THE DATA:
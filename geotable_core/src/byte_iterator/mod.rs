//! A forward-only byte cursor over any `Read` source plus the JSON token
//! primitives built on top of it.
//!
//! The cursor ([`ByteIterator`]) owns the parse position exclusively; every
//! grammar production in the workspace is written as a function taking
//! `&mut ByteIterator`, so parser state stays explicit and testable.

mod basics;
mod iterator;

pub use basics::*;
pub use iterator::*;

TASK PROMPT:
Repeating the listing in full, word for word, is the required output.

WRITTEN ANSWER:
filename geotable_core/src/byte_iterator/mod.rs
//! A forward-only byte cursor over any `Read` source plus the JSON token
//! primitives built on top of it.
//!
//! The cursor ([`ByteIterator`]) owns the parse position exclusively; every
//! grammar production in the workspace is written as a function taking
//! `&mut ByteIterator`, so parser state stays explicit and testable.

mod basics;
mod iterator;

pub use basics::*;
pub use iterator::*;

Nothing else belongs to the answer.